Le quartier Galippe s'était transformé pendant la guerre en une zone de non-droit. Deux des trois passerelles y menant avaient été déclarées interdites à la circulation. Le quartier avait de plus été amputé de près de la moitié de sa surface, qui avait été raccrochée au quartier voisin. C'était la plupart des industries textiles qui partaient. Ne restaient que quelques vilaines rues pour des petits trafics, des hôtels de passe, des entrepôts clandestin, des ruelles pour naufragés de l'existence.
L'inspecteur Faivre, les détectives Turov et Morand franchissaient la dernière passerelle qui y menaient encore.
- Puis-je vous demander ce que nous venons faire dans cet endroit ? dit Morand.
Le Scientiste essayait de rentrer la tête dans son col montant. Il croyait attraper une conjonctivite rien qu'en regardant ce quartier délabré.
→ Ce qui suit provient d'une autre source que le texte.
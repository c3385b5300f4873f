//! Change events published for live queries.

use docbase_core::config::DbConfig;
use docbase_core::pubsub::{after_delete_channel, after_save_channel, ChangeMessage};
use serde_json::json;

use super::helpers::{context_with, doc};

#[tokio::test]
async fn test_context_publishes_only_watched_classes() {
    let ctx = context_with(DbConfig {
        app_id: "game".to_string(),
        live_query_class_names: vec!["Score".to_string()],
        ..Default::default()
    })
    .await;
    let mut saves = ctx.pubsub.subscribe(&after_save_channel("game"));
    let mut deletes = ctx.pubsub.subscribe(&after_delete_channel("game"));

    let original = doc(json!({"objectId": "s1", "points": 1}));
    let current = doc(json!({"objectId": "s1", "points": 2}));
    assert_eq!(ctx.publisher.after_save("Ignored", &current, None), 0);
    assert_eq!(ctx.publisher.after_save("Score", &current, Some(&original)), 1);
    assert_eq!(ctx.publisher.after_delete("Score", &current), 1);

    let saved: ChangeMessage = serde_json::from_str(&saves.recv().await.unwrap()).unwrap();
    assert_eq!(saved.class_name(), Some("Score"));
    assert_eq!(saved.current_parse_object["points"], json!(2));
    assert_eq!(saved.original_parse_object.unwrap()["points"], json!(1));

    let deleted: ChangeMessage = serde_json::from_str(&deletes.recv().await.unwrap()).unwrap();
    assert!(deleted.original_parse_object.is_none());
}
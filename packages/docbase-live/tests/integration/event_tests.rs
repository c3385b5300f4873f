//! Events produced by writes made through the database controller.

use docbase_core::database::Access;
use docbase_live::config::MASTER_KEY;
use docbase_live::LiveQueryConfig;
use serde_json::json;

use super::helpers::{doc, fixture, pointer};

#[tokio::test]
async fn test_query_transitions_produce_typed_events() {
    let fx = fixture(LiveQueryConfig::default()).await;
    let mut client = fx.client(json!({})).await;
    client
        .subscribe(1, json!({"className": "Game", "where": {"age": {"$gt": 18}}}))
        .await;

    fx.create("Game", json!({"objectId": "g1", "age": 15})).await;
    assert!(client.is_idle().await);

    fx.update("Game", "g1", json!({"age": 20})).await;
    let event = client.next_json().await;
    assert_eq!(event["op"], json!("enter"));
    assert_eq!(event["object"]["age"], json!(20));
    assert_eq!(event["original"]["age"], json!(15));

    fx.update("Game", "g1", json!({"age": 25})).await;
    assert_eq!(client.next_json().await["op"], json!("update"));

    fx.update("Game", "g1", json!({"age": 15})).await;
    assert_eq!(client.next_json().await["op"], json!("leave"));

    fx.create("Game", json!({"objectId": "g2", "age": 30})).await;
    let event = client.next_json().await;
    assert_eq!(event["op"], json!("create"));
    assert_eq!(event["object"]["objectId"], json!("g2"));
    assert_eq!(event["clientId"], json!(client.client_id.to_string()));

    fx.destroy("Game", "g2").await;
    assert_eq!(client.next_json().await["op"], json!("delete"));

    fx.destroy("Game", "g1").await;
    assert!(client.is_idle().await);
}

#[tokio::test]
async fn test_acl_gates_events_per_viewer() {
    let mut live_config = LiveQueryConfig::default();
    live_config
        .key_pairs
        .insert("clientKey".to_string(), "client".to_string());
    live_config
        .key_pairs
        .insert(MASTER_KEY.to_string(), "master".to_string());
    let fx = fixture(live_config).await;
    let db = &fx.ctx.database;

    for (user, token) in [("u1", "r:u1"), ("u2", "r:u2")] {
        db.create("_User", doc(json!({"objectId": user, "username": user})), &Access::Master)
            .await
            .unwrap();
        db.create(
            "_Session",
            doc(json!({"sessionToken": token, "user": pointer("_User", user)})),
            &Access::Master,
        )
        .await
        .unwrap();
    }
    db.create(
        "_Role",
        doc(json!({
            "name": "referees",
            "ACL": {"*": {"read": true}},
            "users": {"__op": "AddRelation", "objects": [pointer("_User", "u2")]}
        })),
        &Access::Master,
    )
    .await
    .unwrap();

    let query = json!({"className": "Game", "where": {}});
    let mut anonymous = fx.client(json!({"clientKey": "client"})).await;
    let mut master = fx.client(json!({"masterKey": "master"})).await;
    let mut owner = fx
        .client(json!({"clientKey": "client", "sessionToken": "r:u1"}))
        .await;
    let mut referee = fx.client(json!({"clientKey": "client"})).await;
    anonymous.subscribe(1, query.clone()).await;
    master.subscribe(1, query.clone()).await;
    owner.subscribe(1, query.clone()).await;
    referee.send(json!({"op": "subscribe", "requestId": 9, "query": query, "sessionToken": "r:u2"}));
    referee.next().await;

    fx.create(
        "Game",
        json!({
            "objectId": "secret",
            "ACL": {"u1": {"read": true, "write": true}, "role:referees": {"read": true}}
        }),
    )
    .await;

    assert_eq!(master.next_json().await["op"], json!("create"));
    assert_eq!(owner.next_json().await["op"], json!("create"));
    let event = referee.next_json().await;
    assert_eq!(event["op"], json!("create"));
    assert_eq!(event["requestId"], json!(9));
    assert!(anonymous.is_idle().await);
}

#[tokio::test]
async fn test_unwatched_classes_and_closed_clients_get_nothing() {
    let fx = fixture(LiveQueryConfig::default()).await;
    let mut watcher = fx.client(json!({})).await;
    watcher
        .subscribe(1, json!({"className": "Other", "where": {}}))
        .await;
    fx.create("Other", json!({"objectId": "o1"})).await;
    assert!(watcher.is_idle().await);

    let mut leaving = fx.client(json!({})).await;
    leaving
        .subscribe(1, json!({"className": "Game", "where": {}}))
        .await;
    leaving.disconnect();
    let stats = fx.handle.stats().await.unwrap();
    assert_eq!(stats.clients, 1);
    assert_eq!(stats.subscriptions, 1);

    fx.create("Game", json!({"objectId": "g1"})).await;
    assert!(watcher.is_idle().await);
}

#[tokio::test]
async fn test_field_projection() {
    let fx = fixture(LiveQueryConfig::default()).await;
    let mut client = fx.client(json!({})).await;
    client
        .subscribe(
            1,
            json!({"className": "Game", "where": {"score": {"$gte": 0}}, "fields": ["score"]}),
        )
        .await;

    fx.create("Game", json!({"objectId": "g1", "score": 3, "player": "ann"}))
        .await;
    let event = client.next_json().await;
    assert_eq!(event["object"]["score"], json!(3));
    assert_eq!(event["object"]["objectId"], json!("g1"));
    assert_eq!(event["object"]["className"], json!("Game"));
    assert!(event["object"].get("player").is_none());
    assert!(event["object"]["createdAt"].is_string());
}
Faivre avait reçu dans la matinée un appel de l'inspecteur Lanvin :
- J'ai repensé à toi... Pas pour ton dossier... J'ai entendu par des collègues de la Crim' que vous cherchiez un type en cavale. On a un gars qui pourrait t'aider : Isidore Trenko. Va voir dans Galippe.
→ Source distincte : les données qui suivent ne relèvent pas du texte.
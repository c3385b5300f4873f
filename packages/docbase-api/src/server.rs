//! REST listener: accepts connections and dispatches them to the router.

use std::convert::Infallible;
use std::future::Future;
use std::io;
use std::net::SocketAddr;
use std::sync::Arc;
use std::time::Duration;

use http_body_util::Full;
use hyper::body::{Bytes, Incoming as IncomingBody};
use hyper::{Request, Response};
use hyper_util::rt::{TokioExecutor, TokioIo};
use hyper_util::server::conn::auto::Builder as ConnectionBuilder;
use tokio::net::TcpListener;
use tokio::task::JoinSet;
use tracing::{debug, info, warn};

use crate::router::Router;

/// How long open connections may keep running once shutdown starts.
const DRAIN_TIMEOUT: Duration = Duration::from_secs(5);

/// Bound REST endpoint of one application.
pub struct Server {
    listener: TcpListener,
    router: Arc<Router>,
}

impl Server {
    /// Binds `addr` for `router`.
    pub async fn bind(addr: SocketAddr, router: Router) -> io::Result<Self> {
        let listener = TcpListener::bind(addr).await?;
        Ok(Self::from_listener(listener, router))
    }

    /// Wraps an already bound listener.
    pub fn from_listener(listener: TcpListener, router: Router) -> Self {
        Self {
            listener,
            router: Arc::new(router),
        }
    }

    pub fn local_addr(&self) -> io::Result<SocketAddr> {
        self.listener.local_addr()
    }

    /// Serves until the listener fails.
    pub async fn run(self) -> io::Result<()> {
        self.run_until(std::future::pending()).await
    }

    /// Serves until `shutdown` resolves, then gives open connections
    /// [`DRAIN_TIMEOUT`] to finish before dropping them.
    ///
    /// Per-connection accept failures (reset or aborted handshakes, file
    /// descriptor exhaustion) are logged and the loop keeps accepting.
    pub async fn run_until<F>(self, shutdown: F) -> io::Result<()>
    where
        F: Future<Output = ()>,
    {
        let app_id = self.router.state().ctx.config.app_id.clone();
        info!("REST API for {} listening on http://{}", app_id, self.local_addr()?);

        let mut connections = JoinSet::new();
        tokio::pin!(shutdown);
        loop {
            tokio::select! {
                _ = &mut shutdown => break,
                accepted = self.listener.accept() => {
                    let (stream, peer) = match accepted {
                        Ok(accepted) => accepted,
                        Err(e) if is_connection_error(&e) => {
                            debug!("Dropped connection during accept: {}", e);
                            continue;
                        }
                        Err(e) => {
                            warn!("Accept failed: {}", e);
                            tokio::time::sleep(Duration::from_millis(100)).await;
                            continue;
                        }
                    };
                    let router = Arc::clone(&self.router);
                    connections.spawn(serve_connection(TokioIo::new(stream), peer, router));
                }
                Some(_) = connections.join_next(), if !connections.is_empty() => {}
            }
        }

        info!("REST API shutting down, {} open connections", connections.len());
        let drained = tokio::time::timeout(DRAIN_TIMEOUT, async {
            while connections.join_next().await.is_some() {}
        })
        .await;
        if drained.is_err() {
            warn!("Dropping {} connections still open after drain", connections.len());
            connections.shutdown().await;
        }
        Ok(())
    }
}

async fn serve_connection(io: TokioIo<tokio::net::TcpStream>, peer: SocketAddr, router: Arc<Router>) {
    let service = hyper::service::service_fn(move |req| handle_request(req, Arc::clone(&router)));
    if let Err(err) = ConnectionBuilder::new(TokioExecutor::new())
        .serve_connection(io, service)
        .await
    {
        warn!("Error serving connection from {}: {}", peer, err);
    }
}

fn is_connection_error(e: &io::Error) -> bool {
    matches!(
        e.kind(),
        io::ErrorKind::ConnectionRefused | io::ErrorKind::ConnectionAborted | io::ErrorKind::ConnectionReset
    )
}

async fn handle_request(
    req: Request<IncomingBody>,
    router: Arc<Router>,
) -> Result<Response<Full<Bytes>>, Infallible> {
    Ok(router.handle(req).await.map(Full::new))
}
use serde_json::json;

use super::helpers::{app, Caller};

#[tokio::test]
async fn test_schema_endpoints_require_master_key() {
    let app = app().await;
    let response = app.get("/schemas", Caller::Public).await;
    assert_eq!(response.status, 403);
    assert_eq!(response.body["code"], 119);

    let response = app
        .post("/schemas/Game", Caller::Public, json!({"className": "Game"}))
        .await;
    assert_eq!(response.status, 403);
}

#[tokio::test]
async fn test_create_update_and_delete_schema() {
    let app = app().await;

    let created = app
        .post(
            "/schemas",
            Caller::Master,
            json!({
                "className": "Game",
                "fields": {"score": {"type": "Number"}, "owner": {"type": "Pointer", "targetClass": "_User"}},
                "classLevelPermissions": {"find": {"*": true}, "get": {"*": true}}
            }),
        )
        .await;
    assert_eq!(created.status, 200);
    assert_eq!(created.body["className"], "Game");
    assert_eq!(created.body["fields"]["score"]["type"], "Number");
    assert_eq!(created.body["fields"]["owner"]["targetClass"], "_User");

    let duplicate = app.post("/schemas/Game", Caller::Master, json!({})).await;
    assert_eq!(duplicate.status, 400);
    assert_eq!(duplicate.body["code"], 103);

    let updated = app
        .put(
            "/schemas/Game",
            Caller::Master,
            json!({"fields": {"name": {"type": "String"}, "score": {"__op": "Delete"}}}),
        )
        .await;
    assert_eq!(updated.status, 200);
    assert_eq!(updated.body["fields"]["name"]["type"], "String");
    assert!(updated.body["fields"].get("score").is_none());

    let fetched = app.get("/schemas/Game", Caller::Master).await;
    assert_eq!(fetched.status, 200);
    assert_eq!(fetched.body["fields"]["name"]["type"], "String");

    let listed = app.get("/schemas", Caller::Master).await;
    let names: Vec<&str> = listed.body["results"]
        .as_array()
        .unwrap()
        .iter()
        .filter_map(|s| s["className"].as_str())
        .collect();
    assert!(names.contains(&"Game"));
    assert!(names.contains(&"_User"));

    let deleted = app.delete("/schemas/Game", Caller::Master).await;
    assert_eq!(deleted.status, 200);
    let missing = app.get("/schemas/Game", Caller::Master).await;
    assert_eq!(missing.status, 400);
    assert_eq!(missing.body["code"], 103);
}

#[tokio::test]
async fn test_schema_class_name_rules() {
    let app = app().await;

    let mismatch = app
        .post("/schemas/Game", Caller::Master, json!({"className": "Other"}))
        .await;
    assert_eq!(mismatch.status, 400);
    assert_eq!(mismatch.body["error"], "Class name mismatch between Other and Game.");

    let nameless = app.post("/schemas", Caller::Master, json!({})).await;
    assert_eq!(nameless.status, 400);
    assert_eq!(nameless.body["code"], 135);

    let update_missing = app
        .put("/schemas/Missing", Caller::Master, json!({"fields": {}}))
        .await;
    assert_eq!(update_missing.body["code"], 103);
}

#[tokio::test]
async fn test_cannot_drop_non_empty_class() {
    let app = app().await;
    app.post("/classes/Game", Caller::Public, json!({"score": 1})).await;

    let response = app.delete("/schemas/Game", Caller::Master).await;
    assert_eq!(response.status, 400);
    assert_eq!(response.body["code"], 255);
    assert_eq!(
        response.body["error"],
        "Class Game is not empty, contains 1 objects, cannot drop schema."
    );
}
//! A connected LiveQuery client and its outbound queue.

use std::collections::HashMap;

use docbase_core::Document;
use tokio::sync::mpsc;
use tracing::debug;
use uuid::Uuid;

use crate::message::{Ack, EventKind, EventPayload, ServerMessage};

/// Outbound messages of one WebSocket connection.
pub type ClientSink = mpsc::UnboundedSender<ServerMessage>;

/// Fields every projected object keeps.
const DEFAULT_FIELDS: &[&str] = &["className", "objectId", "updatedAt", "createdAt", "ACL"];

/// What a client subscribed to under one request id.
#[derive(Debug, Clone, PartialEq, Eq)]
pub struct SubscriptionInfo {
    pub class_name: String,
    pub hash: String,
    pub fields: Option<Vec<String>>,
    pub session_token: Option<String>,
}

/// A client that completed `connect`.
#[derive(Debug)]
pub struct Client {
    pub id: Uuid,
    sink: ClientSink,
    pub has_master_key: bool,
    pub session_token: Option<String>,
    pub installation_id: Option<String>,
    subscription_infos: HashMap<u64, SubscriptionInfo>,
}

impl Client {
    pub fn new(
        id: Uuid,
        sink: ClientSink,
        has_master_key: bool,
        session_token: Option<String>,
        installation_id: Option<String>,
    ) -> Self {
        Self {
            id,
            sink,
            has_master_key,
            session_token,
            installation_id,
            subscription_infos: HashMap::new(),
        }
    }

    pub fn sink(&self) -> &ClientSink {
        &self.sink
    }

    pub fn add_subscription_info(&mut self, request_id: u64, info: SubscriptionInfo) {
        self.subscription_infos.insert(request_id, info);
    }

    pub fn get_subscription_info(&self, request_id: u64) -> Option<&SubscriptionInfo> {
        self.subscription_infos.get(&request_id)
    }

    pub fn delete_subscription_info(&mut self, request_id: u64) -> Option<SubscriptionInfo> {
        self.subscription_infos.remove(&request_id)
    }

    /// Removes and returns every subscription of the client.
    pub fn drain_subscription_infos(&mut self) -> Vec<(u64, SubscriptionInfo)> {
        self.subscription_infos.drain().collect()
    }

    pub fn push_connect(&self) {
        send(
            &self.sink,
            ServerMessage::Connected(Ack {
                client_id: self.id,
                request_id: None,
            }),
        );
    }

    pub fn push_subscribe(&self, request_id: u64) {
        send(
            &self.sink,
            ServerMessage::Subscribed(Ack {
                client_id: self.id,
                request_id: Some(request_id),
            }),
        );
    }

    pub fn push_unsubscribe(&self, request_id: u64) {
        send(
            &self.sink,
            ServerMessage::Unsubscribed(Ack {
                client_id: self.id,
                request_id: Some(request_id),
            }),
        );
    }
}

/// Pushes a change event, trimmed to the requested fields.
pub fn push_event(
    sink: &ClientSink,
    kind: EventKind,
    client_id: Uuid,
    request_id: u64,
    object: &Document,
    original: Option<&Document>,
    fields: Option<&[String]>,
) {
    let payload = EventPayload {
        client_id,
        request_id,
        object: project_fields(object, fields),
        original: original.map(|o| project_fields(o, fields)),
    };
    send(sink, kind.into_message(payload));
}

pub fn push_error(sink: &ClientSink, code: i32, error: impl Into<String>, reconnect: bool) {
    send(sink, ServerMessage::error(code, error, reconnect));
}

fn send(sink: &ClientSink, message: ServerMessage) {
    if sink.send(message).is_err() {
        debug!("Dropping message for a closed connection");
    }
}

/// Keeps the identity fields plus the requested ones. `None` keeps everything.
pub fn project_fields(object: &Document, fields: Option<&[String]>) -> Document {
    let Some(fields) = fields else {
        return object.clone();
    };
    object
        .iter()
        .filter(|(key, _)| {
            DEFAULT_FIELDS.contains(&key.as_str()) || fields.iter().any(|f| f == *key)
        })
        .map(|(key, value)| (key.clone(), value.clone()))
        .collect()
}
Trenko était un indic régulier de la Brigade des Rues. Diverses petites condamnations pour cambriolages et braquages ratés ne lui avaient laissé d'autre choix que de se faire informateur. Il végétait entre les trois ou quatre débits de boissons de Galippe depuis la guerre.
- La guerre, je voulais la faire, disait-il à qui voulait ou pas l'entendre, mais on m'a réformé... J'y peux quoi ?
Comme tous les jours, il arrivait à cette heure où il ne pourrait plus tenir sur son tabouret et où il tenterait de changer de bistrot. C'est à ce moment que Faivre, Turov et Morand rentrèrent.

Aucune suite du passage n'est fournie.